Voici encore une proposition qui paraîtra paradoxale à bien des gens ; j'ose avancer qu'on doit planter dans les endroits les plus froids & les plus battus des vents, les arbres à fleurs les plus précoces, comme abricotiers, pêchers, amandiers, &c. Ces arbres, originaires d'Arménie & de Perse, se trouvent en France dans un climat bien différent ; cependant ils y fleurissent dès que le degré de chaleur de l’atmosphère est le même que celui qui les mettoit en fleur dans leur pays natal ; ils ont beau avoir changé de climat, ils obéissent, quand les circonstances ne s'y opposent pas, à la loi que la nature leur a assignée dans le nouveau. Aussi voit-on, lorsque les fortes gelées sont tardives, des pêchers, des amandiers fleurir au commencement de nivôse & souvent de pluviôse ; or, en plaçant ces arbres dans l'endroit le plus froid & le plus exposé aux grands courans d'air, ils ne fleuriront pas en pure perte, aussi-tôt que les autres arbres de leur espèce, plantés contre de bons abris. D'ailleurs ils fleuriront plus tard au printems ; le développement & l’épanouissement étant retardés, la fleur craindra beaucoup moins les funestes effets des gelées tardives du printems. Admettons encore que ces arbres soient en fleurs dans le même tems que le seront ceux qui sont bien abrités, je ne crains pas de dire que les fleurs de ces derniers seront bien plus maltraitées que les autres, en raison de l’humidité qui les recouvre, tandis que le courant d'air l’aura dissipée sur les fleurs des premiers. On fera très-bien cependant d'avoir de bons abris pour les pêchers, les abricotiers, les amandiers, sur-tout dans les départemens du nord, afin que si les gelées détruisent les fleurs des arbres plantés sur l’élévation, elles n'endommagent pas celles des arbres bien abrités, & ainsi tour-à-tour. J'ai observé un très-grand nombre de fois, dans l’intérieur de la république, que les gelées du printems nuisoient plus aux arbres des bas fonds qu'à ceux des coteaux ou des éminences. Les sols argílleux sont à comparer aux bas fonds, ils retiennent l’eau trop long tems, quand une fois ils en sont imbibés ; la chaleur a-t-elle dissipé leur humidité ? leurs molécules se resserrent, s'adaptent les unes aux autres, & en masse se durcit au point que les racines n'ont plus la liberté de s'étendre. Les fruits cueillis sur ces arbres n'ont ni saveur, ni parfum, & ces arbres offrent sans cesse le triste spectacle de la nature souffrante, & qui dépérit insensiblement.
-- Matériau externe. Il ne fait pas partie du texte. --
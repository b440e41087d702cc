//! Cross-reference resolver
//!
//! Second pass over a parsed function. Binds jump operands to instructions,
//! string pushes to data segments, indexed calls to extern slots and
//! intrinsic calls to the intrinsic table. Nothing here fails: a reference
//! with no target is recorded as unresolved and left in place.

use crate::error::{Diagnostic, DiagnosticKind, Diagnostics, UnresolvedReference};
use crate::intrinsics::{IntrinsicEntry, IntrinsicTable};
use crate::model::{Annotation, Instruction, Operand, Resolution, UsecodeFunction};

/// Outcome of resolving one function
#[derive(Debug, Clone, Default, PartialEq, Eq)]
pub struct ResolveReport {
    /// `(instruction address, reference)` for every target not found
    pub unresolved: Vec<(u16, UnresolvedReference)>,
    /// Validation notes such as argument count mismatches
    pub notes: Vec<Diagnostic>,
}

impl ResolveReport {
    pub fn is_clean(&self) -> bool {
        self.unresolved.is_empty() && self.notes.is_empty()
    }

    /// Everything in the report as diagnostics, in address order
    pub fn diagnostics(&self) -> Diagnostics {
        let mut all: Vec<Diagnostic> = self
            .unresolved
            .iter()
            .map(|(address, reference)| {
                Diagnostic::at_address(*address, DiagnosticKind::Unresolved(reference.clone()))
            })
            .chain(self.notes.iter().cloned())
            .collect();
        all.sort_by_key(|d| d.address);

        let mut diagnostics = Diagnostics::new();
        diagnostics.extend(all);
        diagnostics
    }
}

/// Resolved target of a call-class instruction
#[derive(Debug, Clone, PartialEq, Eq)]
pub enum CallTarget<'a> {
    Intrinsic(&'a IntrinsicEntry),
    UnknownIntrinsic(u16),
    /// Indexed call through the extern table
    Extern { slot: u16, function: u16 },
    /// Direct call by function number
    Function(u16),
    /// Extern index past the end of the table
    MissingExtern(u16),
}

/// A call instruction paired with its target
#[derive(Debug, Clone, PartialEq, Eq)]
pub struct CallSite<'a> {
    pub instruction: &'a Instruction,
    pub target: CallTarget<'a>,
}

pub struct Resolver<'t> {
    intrinsics: &'t IntrinsicTable,
}

impl<'t> Resolver<'t> {
    pub fn new(intrinsics: &'t IntrinsicTable) -> Self {
        Self { intrinsics }
    }

    /// Rebuild the resolutions and annotations of every instruction
    pub fn resolve(&self, function: &mut UsecodeFunction) -> ResolveReport {
        let mut report = ResolveReport::default();

        for i in 0..function.instructions.len() {
            let (resolutions, annotation) =
                self.resolve_instruction(function, &function.instructions[i], &mut report);
            let instruction = &mut function.instructions[i];
            instruction.resolutions = resolutions;
            instruction.annotation = annotation;
        }

        tracing::debug!(
            "resolved function {:04X}: {} unresolved, {} note(s)",
            function.func_number,
            report.unresolved.len(),
            report.notes.len()
        );
        report
    }

    fn resolve_instruction(
        &self,
        function: &UsecodeFunction,
        instruction: &Instruction,
        report: &mut ResolveReport,
    ) -> (Vec<Resolution>, Option<Annotation>) {
        let address = instruction.address;
        let mut resolutions = Vec::new();
        let mut annotation = None;

        for operand in &instruction.operands {
            let resolution = match *operand {
                Operand::CodeAddress(target) => match function.instruction_index(target) {
                    Some(index) => Resolution::Jump { target, index },
                    None => Resolution::Unresolved(UnresolvedReference::JumpTarget(target)),
                },
                Operand::DataLabel(label) => match function.segment_index(label) {
                    Some(index) => Resolution::Label { label, index },
                    None => Resolution::Unresolved(UnresolvedReference::DataLabel(label)),
                },
                Operand::ExternIndex(slot) => match function.externs.get(slot as usize) {
                    Some(&target) => Resolution::Extern {
                        slot,
                        function: target,
                    },
                    None => Resolution::Unresolved(UnresolvedReference::ExternIndex(slot)),
                },
                Operand::Function(target) => Resolution::Function { function: target },
                Operand::Intrinsic { id, argc } => match self.intrinsics.get(id) {
                    Some(entry) => {
                        if entry.params != argc {
                            report.notes.push(Diagnostic::at_address(
                                address,
                                DiagnosticKind::ArgCountMismatch {
                                    id,
                                    declared: argc,
                                    expected: entry.params,
                                },
                            ));
                        }
                        annotation = Some(Annotation::Intrinsic {
                            id,
                            name: entry.name.clone(),
                            description: entry.description.clone(),
                        });
                        continue;
                    }
                    None => {
                        annotation = Some(Annotation::UnresolvedIntrinsic { id });
                        Resolution::Unresolved(UnresolvedReference::Intrinsic(id))
                    }
                },
                Operand::Immediate(_) | Operand::Slot(_) | Operand::Flag(_) | Operand::Bare(_) => {
                    continue;
                }
            };

            if let Resolution::Unresolved(reference) = &resolution {
                report.unresolved.push((address, reference.clone()));
            }
            resolutions.push(resolution);
        }

        (resolutions, annotation)
    }

    /// Call-class instructions of `function` with their targets, in address order
    pub fn call_sites<'a>(&'a self, function: &'a UsecodeFunction) -> Vec<CallSite<'a>> {
        let mut sites = Vec::new();
        for instruction in &function.instructions {
            for operand in &instruction.operands {
                let target = match *operand {
                    Operand::Intrinsic { id, .. } => match self.intrinsics.get(id) {
                        Some(entry) => CallTarget::Intrinsic(entry),
                        None => CallTarget::UnknownIntrinsic(id),
                    },
                    Operand::ExternIndex(slot) => match function.externs.get(slot as usize) {
                        Some(&target) => CallTarget::Extern {
                            slot,
                            function: target,
                        },
                        None => CallTarget::MissingExtern(slot),
                    },
                    Operand::Function(target) => CallTarget::Function(target),
                    _ => continue,
                };
                sites.push(CallSite {
                    instruction,
                    target,
                });
            }
        }
        sites
    }
}
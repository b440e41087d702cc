//! usecode - usecode disassembly to Lua scaffold converter
//! Command-line interface for the usecode scaffold converter

use anyhow::{Context, bail};
use clap::{Parser, Subcommand};
use colored::*;
use std::fs;
use std::path::{Path, PathBuf};
use tracing_subscriber::{layer::SubscriberExt, util::SubscriberInitExt};
use usecode_core::parser::parse_hex_word;
use usecode_core::{
    Config, Diagnostics, OpcodeTable, Resolver, Severity, Tables, convert, parse,
};

#[derive(Parser)]
#[command(name = "usecode")]
#[command(author = "Silvano Neto")]
#[command(version = "2026.1.16")]
#[command(about = "Usecode disassembly to annotated Lua scaffolds", long_about = None)]
struct Cli {
    /// Show debug output from the converter
    #[arg(short, long, global = true)]
    verbose: bool,

    #[command(subcommand)]
    command: Commands,
}

#[derive(Subcommand)]
enum Commands {
    /// Convert functions to Lua scaffold files
    Convert {
        /// Disassembly listing
        #[arg(value_name = "INPUT")]
        input: PathBuf,

        /// Directory for the generated files
        #[arg(value_name = "OUTPUT_DIR")]
        output_dir: PathBuf,

        /// Function number in hex (repeatable); all functions when omitted
        #[arg(short = 'f', long = "function", value_name = "HEX", value_parser = parse_func_number)]
        functions: Vec<u16>,

        /// Configuration file (default: ./usecode.toml if present)
        #[arg(short, long, value_name = "CONFIG")]
        config: Option<PathBuf>,
    },

    /// Print the scaffold of one function
    Show {
        #[arg(value_name = "INPUT")]
        input: PathBuf,

        /// Function number in hex
        #[arg(value_name = "FUNC_HEX", value_parser = parse_func_number)]
        function: u16,

        #[arg(short, long, value_name = "CONFIG")]
        config: Option<PathBuf>,
    },

    /// Summarize every function in a listing
    Dump {
        #[arg(value_name = "INPUT")]
        input: PathBuf,

        /// Print the parse result as JSON
        #[arg(long)]
        json: bool,

        #[arg(short, long, value_name = "CONFIG")]
        config: Option<PathBuf>,
    },

    /// Parse and resolve a listing, reporting diagnostics
    Check {
        #[arg(value_name = "INPUT")]
        input: PathBuf,

        #[arg(short, long, value_name = "CONFIG")]
        config: Option<PathBuf>,
    },

    /// List the effective intrinsic table
    Intrinsics {
        #[arg(short, long, value_name = "CONFIG")]
        config: Option<PathBuf>,
    },
}

fn main() {
    let cli = Cli::parse();
    init_tracing(cli.verbose);

    let result = match cli.command {
        Commands::Convert {
            input,
            output_dir,
            functions,
            config,
        } => convert_command(&input, &output_dir, &functions, config.as_deref()).and_then(
            |converted| {
                if converted == 0 {
                    bail!("no functions converted");
                }
                Ok(())
            },
        ),
        Commands::Show {
            input,
            function,
            config,
        } => show_command(&input, function, config.as_deref()),
        Commands::Dump {
            input,
            json,
            config,
        } => dump_command(&input, json, config.as_deref()),
        Commands::Check { input, config } => check_command(&input, config.as_deref()),
        Commands::Intrinsics { config } => intrinsics_command(config.as_deref()),
    };

    if let Err(e) = result {
        eprintln!("{} {:#}", "error:".red().bold(), e);
        std::process::exit(1);
    }
}

fn init_tracing(verbose: bool) {
    let default = if verbose {
        "usecode=debug,usecode_core=debug"
    } else {
        "usecode=info,usecode_core=warn"
    };
    tracing_subscriber::registry()
        .with(
            tracing_subscriber::EnvFilter::try_from_default_env()
                .unwrap_or_else(|_| default.into()),
        )
        .with(tracing_subscriber::fmt::layer().with_writer(std::io::stderr))
        .init();
}

fn parse_func_number(text: &str) -> Result<u16, String> {
    parse_hex_word(text).ok_or_else(|| format!("'{}' is not a hex function number", text))
}

fn load_config(path: Option<&Path>) -> anyhow::Result<Config> {
    let config = match path {
        Some(path) => Config::from_path(path)?,
        None => Config::discover(&std::env::current_dir()?)?,
    };
    Ok(config)
}

fn read_listing(input: &Path) -> anyhow::Result<String> {
    fs::read_to_string(input).with_context(|| format!("cannot read {}", input.display()))
}

fn print_diagnostics(scope: &str, diagnostics: &Diagnostics) {
    for diagnostic in diagnostics {
        let prefix = match diagnostic.severity() {
            Severity::Warning => "warning:".yellow().bold(),
            Severity::Note => "note:".cyan().bold(),
        };
        eprintln!("{} [{}] {}", prefix, scope, diagnostic);
    }
}

// ============================================================================
// Conversion commands
// ============================================================================

/// Returns the number of functions written
fn convert_command(
    input: &Path,
    output_dir: &Path,
    functions: &[u16],
    config: Option<&Path>,
) -> anyhow::Result<usize> {
    let source = read_listing(input)?;
    let config = load_config(config)?;
    let intrinsics = config.intrinsic_table()?;
    let tables = Tables::new(OpcodeTable::standard(), &intrinsics);

    println!(
        "{} {}",
        "Converting".green().bold(),
        input.display().to_string().cyan()
    );

    let conversion = convert(&source, &tables, &config, functions)?;
    print_diagnostics("file", &conversion.diagnostics);
    for number in &conversion.missing {
        eprintln!(
            "{} function {:04X} not found in listing",
            "warning:".yellow().bold(),
            number
        );
    }

    fs::create_dir_all(output_dir)
        .with_context(|| format!("cannot create {}", output_dir.display()))?;
    for unit in &conversion.units {
        let path = output_dir.join(&unit.file_name);
        fs::write(&path, &unit.text).with_context(|| format!("cannot write {}", path.display()))?;
        print_diagnostics(&format!("{:04X}", unit.func_number), &unit.diagnostics);
        tracing::debug!("wrote {}", path.display());
    }

    println!(
        "{} {} function(s)",
        " Converted".green().bold(),
        conversion.units.len()
    );
    let unresolved = conversion.unresolved_count();
    if unresolved > 0 {
        println!("{} {} unresolved reference(s)", "      Note".cyan().bold(), unresolved);
    }

    Ok(conversion.units.len())
}

fn show_command(input: &Path, function: u16, config: Option<&Path>) -> anyhow::Result<()> {
    let source = read_listing(input)?;
    let config = load_config(config)?;
    let intrinsics = config.intrinsic_table()?;
    let tables = Tables::new(OpcodeTable::standard(), &intrinsics);

    let conversion = convert(&source, &tables, &config, &[function])?;
    let Some(unit) = conversion.units.first() else {
        bail!("function {:04X} not found in {}", function, input.display());
    };
    print!("{}", unit.text);
    Ok(())
}

// ============================================================================
// Inspection commands
// ============================================================================

fn dump_command(input: &Path, json: bool, config: Option<&Path>) -> anyhow::Result<()> {
    let source = read_listing(input)?;
    let mut result = parse(&source)?;

    if json {
        println!("{}", result.to_json()?);
        return Ok(());
    }

    let config = load_config(config)?;
    let intrinsics = config.intrinsic_table()?;
    let resolver = Resolver::new(&intrinsics);
    println!(
        "{}",
        "func  argc  locals  externs  segments  strings  instructions  calls".bold()
    );
    for function in result.iter_mut() {
        resolver.resolve(function);
        let calls = resolver.call_sites(function).len();
        println!(
            "{:04X}  {:>4}  {:>6}  {:>7}  {:>8}  {:>7}  {:>12}  {:>5}",
            function.func_number,
            function.argc,
            function.localc,
            function.externs.len(),
            function.data_segments.len(),
            function.string_segments().count(),
            function.instructions.len(),
            calls
        );
    }
    println!("{} function(s)", result.len());
    Ok(())
}

fn check_command(input: &Path, config: Option<&Path>) -> anyhow::Result<()> {
    let source = read_listing(input)?;
    let config = load_config(config)?;
    let intrinsics = config.intrinsic_table()?;

    println!(
        "{} {}",
        "Checking".green().bold(),
        input.display().to_string().cyan()
    );

    let mut result = parse(&source)?;
    let resolver = Resolver::new(&intrinsics);
    let mut warnings = result.diagnostics().count(Severity::Warning);
    let mut notes = result.diagnostics().count(Severity::Note);
    print_diagnostics("file", result.diagnostics());

    for function in result.iter_mut() {
        let scope = format!("{:04X}", function.func_number);
        let report = resolver.resolve(function);
        let resolved = report.diagnostics();

        print_diagnostics(&scope, &function.diagnostics);
        print_diagnostics(&scope, &resolved);
        warnings += function.diagnostics.count(Severity::Warning) + resolved.count(Severity::Warning);
        notes += function.diagnostics.count(Severity::Note) + resolved.count(Severity::Note);
    }

    println!(
        "{} {} function(s), {} warning(s), {} note(s)",
        "    Finished".green().bold(),
        result.len(),
        warnings,
        notes
    );
    Ok(())
}

fn intrinsics_command(config: Option<&Path>) -> anyhow::Result<()> {
    let config = load_config(config)?;
    let table = config.intrinsic_table()?;
    for entry in table.sorted() {
        println!(
            "{}  {:<32} {}  {}",
            format!("{:04X}", entry.id).cyan(),
            entry.name,
            entry.params,
            entry.description
        );
    }
    println!("{} intrinsic(s)", table.len());
    Ok(())
}
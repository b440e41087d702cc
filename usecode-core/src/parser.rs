//! Disassembly parser
//!
//! Line scanner over a usecode listing:
//!
//! ```text
//! .funcnumber 0096H
//! .data
//! L0000: db '@The sails must be furled before the planks are raised.@'
//!        db 00
//! .code
//! .argc 0001H
//! .localc 0000H
//! .externsize 0002H
//! .extern 08FFH
//! .extern 0829H
//! 0000: 48          push eventid
//! 0001: 1F 01 00    pushi 0001H
//! ```
//!
//! The scanner is an explicit state machine ([`ParserState`]) driven by the
//! directive table ([`Directive`]). Lines it cannot make sense of become
//! diagnostics on the nearest function; only structural violations are fatal.

use crate::error::{Diagnostic, DiagnosticKind, Error, Result};
use crate::lexer;
use crate::model::{
    DataSegment, Instruction, ParseResult, Payload, UsecodeFunction, UNKNOWN_MNEMONIC, label_name,
};
use crate::opcode::OpcodeTable;

/// Scanner state
#[derive(Debug, Clone, Copy, PartialEq, Eq)]
pub enum ParserState {
    /// Before the first `.funcnumber`
    Seeking,
    /// After `.funcnumber`, before `.data`/`.code`
    InHeader,
    InData,
    InCode,
}

/// Directive keywords
#[derive(Debug, Clone, Copy, PartialEq, Eq)]
pub enum Directive {
    FuncNumber,
    Argc,
    Localc,
    ExternSize,
    Extern,
    Data,
    Code,
}

const DIRECTIVES: &[(&str, Directive)] = &[
    (".funcnumber", Directive::FuncNumber),
    (".argc", Directive::Argc),
    (".localc", Directive::Localc),
    (".externsize", Directive::ExternSize),
    (".extern", Directive::Extern),
    (".data", Directive::Data),
    (".code", Directive::Code),
];
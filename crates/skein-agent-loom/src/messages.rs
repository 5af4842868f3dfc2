use serde::{Deserialize, Serialize};
use serde_json::Value;

// ============================================================================
// Loom Native Message Model
// ============================================================================

/// A message in the loom engine's native form: either a request handed to
/// the model or a response produced by it. Multiple parts may combine into
/// one request or response.
#[derive(Debug, Clone, Serialize, Deserialize, PartialEq)]
#[serde(tag = "kind", rename_all = "lowercase")]
pub enum ModelMessage {
    Request(ModelRequest),
    Response(ModelResponse),
}

/// Input handed to the model: user prompts and tool returns.
#[derive(Debug, Clone, Serialize, Deserialize, PartialEq)]
pub struct ModelRequest {
    pub parts: Vec<RequestPart>,
}

/// Output produced by the model: text and tool calls.
#[derive(Debug, Clone, Serialize, Deserialize, PartialEq)]
pub struct ModelResponse {
    pub parts: Vec<ResponsePart>,
}

/// One part of a model request.
#[derive(Debug, Clone, Serialize, Deserialize, PartialEq)]
#[serde(tag = "part_kind", rename_all = "kebab-case")]
pub enum RequestPart {
    /// End-user input text.
    UserPrompt { content: String },
    /// Result of a tool call, answering `tool_call_id`.
    ToolReturn {
        tool_name: String,
        content: String,
        tool_call_id: String,
    },
}

/// One part of a model response.
#[derive(Debug, Clone, Serialize, Deserialize, PartialEq)]
#[serde(tag = "part_kind", rename_all = "kebab-case")]
pub enum ResponsePart {
    /// Text output.
    Text { content: String },
    /// A tool invocation with structured arguments.
    ToolCall {
        tool_name: String,
        args: Value,
        tool_call_id: String,
    },
}

impl ModelMessage {
    /// Create a request carrying one user prompt.
    pub fn user_prompt(content: impl Into<String>) -> Self {
        Self::Request(ModelRequest {
            parts: vec![RequestPart::UserPrompt {
                content: content.into(),
            }],
        })
    }

    /// Create a request carrying one tool return.
    pub fn tool_return(
        tool_name: impl Into<String>,
        content: impl Into<String>,
        tool_call_id: impl Into<String>,
    ) -> Self {
        Self::Request(ModelRequest {
            parts: vec![RequestPart::ToolReturn {
                tool_name: tool_name.into(),
                content: content.into(),
                tool_call_id: tool_call_id.into(),
            }],
        })
    }

    /// Create a response carrying one text part.
    pub fn text_response(content: impl Into<String>) -> Self {
        Self::Response(ModelResponse {
            parts: vec![ResponsePart::Text {
                content: content.into(),
            }],
        })
    }
}

#[cfg(test)]
mod tests {
    use super::*;
    use serde_json::json;

    #[test]
    fn test_request_wire_shape() {
        let msg = ModelMessage::user_prompt("Hello");
        let json = serde_json::to_value(&msg).unwrap();
        assert_eq!(
            json,
            json!({
                "kind": "request",
                "parts": [{"part_kind": "user-prompt", "content": "Hello"}]
            })
        );
    }

    #[test]
    fn test_response_wire_shape() {
        let msg = ModelMessage::Response(ModelResponse {
            parts: vec![
                ResponsePart::Text {
                    content: "Checking".to_string(),
                },
                ResponsePart::ToolCall {
                    tool_name: "search".to_string(),
                    args: json!({"query": "rust"}),
                    tool_call_id: "call_1".to_string(),
                },
            ],
        });
        let json = serde_json::to_value(&msg).unwrap();
        assert_eq!(json["kind"], json!("response"));
        assert_eq!(json["parts"][0]["part_kind"], json!("text"));
        assert_eq!(json["parts"][1]["part_kind"], json!("tool-call"));
        assert_eq!(json["parts"][1]["args"], json!({"query": "rust"}));
    }

    #[test]
    fn test_tool_return_round_trips() {
        let msg = ModelMessage::tool_return("search", "Result: 42", "call_1");
        let json = serde_json::to_string(&msg).unwrap();
        let back: ModelMessage = serde_json::from_str(&json).unwrap();
        assert_eq!(back, msg);
    }
}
Les jardins fruitiers sont communément environnés de murs, soit afin de défendre les fruits contre le pillage, soit pour se procurer de beaux espaliers. Les arbres y sont plantés & taillés ou en espalier ou en contre-espalier, ou en éventail,


ou en buisson, ou bien livrés à eux mêmes, s'ils sont à plein vent. Tout le monde convient que le fruit de ces derniers est infiniment supérieur au goût ; mais dans les départemens du Nord, la chaleur n'est souvent pas assez forte pour lui faire acquérir une parfaite maturité : il convient, & on est forcé alors de les tenir ou à mi-tige, ou ravalés par une taille quelconque, soit en éventail, soit en buisson. Le premier offre le long d'une allée une jolie tapisserie de verdure, singulièrement embellie au tems des fleurs, & très-riche lorsque les fruits ont acquis leur grosseur & leur couleur ordinaire ; mais la monotonie est fatigante. Les seconds permettent à la vue de pénétrer à travers le vide qui reste entre eux, à mesure qu'ils s'éloignent & forment une cloche dont l’évasement est au sommet. Il est certain que si tous ces arbres sont à la même hauteur, que s'ils ont un égal diamètre, ils produisent un très-bel effet.

On n'aime pas la bigarrure le long des allées ou des espaliers, que présentent les arbres à mi-tige, placés alternativement avec les arbres nains : ou tout un, ou tout autre. Le mi-tige seul figure très-bien, & la vue se promène agréablement par-dessous. L'arbre en éventail fait tapisserie, & ne permet pas de voir au-delà, pour peu que ses branches soient élevées. Lorsqu'on plante, on doit considérer, 1°. L’utile, 2°. l’agréable.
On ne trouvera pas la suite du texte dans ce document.